> [YOUR GOAL] Records follow. Copy every line with "short".

──────── DATA TO USE

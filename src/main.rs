use anyhow::Result;
use clap::{Parser, ValueEnum};
use proxy_scout::{
    config::EngineConfig,
    engine::ProxyEngine,
    proxy::ProxyType,
    source::{CandidateSource, FileSource, ListingConfig, ListingSource, SourceSpec},
};
use std::path::PathBuf;
use std::sync::Arc;
use std::time::Duration;
use tracing::{info, warn, Level};
use tracing_subscriber::FmtSubscriber;

/// Validate candidate proxies and pick the best one
#[derive(Parser)]
#[command(name = "proxy-scout")]
#[command(about = "Validate candidate proxies and pick the best one")]
struct Cli {
    /// JSON configuration file; flags override it
    #[arg(short, long)]
    config: Option<PathBuf>,

    /// File with candidates (IP:PORT or scheme://IP:PORT per line), can repeat
    #[arg(short, long)]
    input: Vec<PathBuf>,

    /// Also fetch from the built-in listing pages
    #[arg(long)]
    listings: bool,

    /// Proxy type assumed for untyped lines (http, https, socks4, socks5)
    #[arg(short = 't', long, default_value = "http")]
    proxy_type: String,

    /// Number of endpoints validated at once
    #[arg(short = 'n', long)]
    threads: Option<usize>,

    /// Per-probe timeout in seconds
    #[arg(long)]
    timeout: Option<u64>,

    /// Target URL to probe through each candidate, can repeat
    #[arg(long = "target")]
    targets: Vec<String>,

    /// Derive the active threshold as "more than half" of the targets
    #[arg(long)]
    majority: bool,

    /// Directory receiving the JSON snapshot
    #[arg(short, long, default_value = "proxy_results")]
    output_dir: PathBuf,

    /// Additional flat export of the results
    #[arg(short, long, value_enum)]
    export: Option<ExportFormat>,

    #[arg(long, default_value = "info")]
    log_level: Level,
}

#[derive(Clone, Copy, ValueEnum)]
enum ExportFormat {
    Txt,
    Csv,
}

#[tokio::main]
async fn main() -> Result<()> {
    let cli = Cli::parse();

    let subscriber = FmtSubscriber::builder()
        .with_max_level(cli.log_level)
        .with_target(false)
        .finish();
    tracing::subscriber::set_global_default(subscriber)?;

    let mut config = match &cli.config {
        Some(path) => EngineConfig::from_json_file(path)?,
        None => EngineConfig::default(),
    };
    if let Some(threads) = cli.threads {
        config = config.with_concurrency(threads);
    }
    if let Some(timeout) = cli.timeout {
        config = config.with_timeout(Duration::from_secs(timeout));
    }
    if !cli.targets.is_empty() {
        config = config.with_target_urls(cli.targets.clone());
    }
    if cli.majority {
        config = config.with_majority_threshold();
    }

    let proxy_type: ProxyType = cli.proxy_type.parse().map_err(anyhow::Error::msg)?;

    let mut sources: Vec<Arc<dyn CandidateSource>> = cli
        .input
        .iter()
        .map(|path| Arc::new(FileSource::new(path, proxy_type)) as Arc<dyn CandidateSource>)
        .collect();
    if cli.listings {
        let listing_config = ListingConfig::from_engine(&config);
        for spec in SourceSpec::defaults() {
            sources.push(Arc::new(ListingSource::new(spec, &listing_config)?));
        }
    }
    if sources.is_empty() {
        warn!("no sources given; use --input or --listings");
    }

    let engine = ProxyEngine::new(config).with_sources(sources);
    let report = engine.run_full_cycle().await;

    std::fs::create_dir_all(&cli.output_dir)?;
    let stem = format!(
        "proxy_test_{}",
        report.metadata.finished_at.format("%Y%m%d_%H%M%S")
    );
    let json_path = cli.output_dir.join(format!("{}.json", stem));
    report.save_json(&json_path)?;
    info!("Results saved to {}", json_path.display());

    match cli.export {
        Some(ExportFormat::Txt) => {
            let path = cli.output_dir.join(format!("{}.txt", stem));
            report.save_active_list(&path)?;
            info!("Active proxies saved to {}", path.display());
        }
        Some(ExportFormat::Csv) => {
            let path = cli.output_dir.join(format!("{}.csv", stem));
            report.save_csv(&path)?;
            info!("Full results saved to {}", path.display());
        }
        None => {}
    }

    match report.require_selected() {
        Ok(best) => {
            println!("{}", best.endpoint.address());
            Ok(())
        }
        Err(e) => Err(e.into()),
    }
}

────────────────

> [REPLY TO THE EXERCISE]
    #[arg(short, long)]
    #[arg(short, long)]
    #[arg(short = 't', long, default_value = "http")]
    #[arg(short = 'n', long)]
    #[arg(short, long, default_value = "proxy_results")]
    #[arg(short, long, value_enum)]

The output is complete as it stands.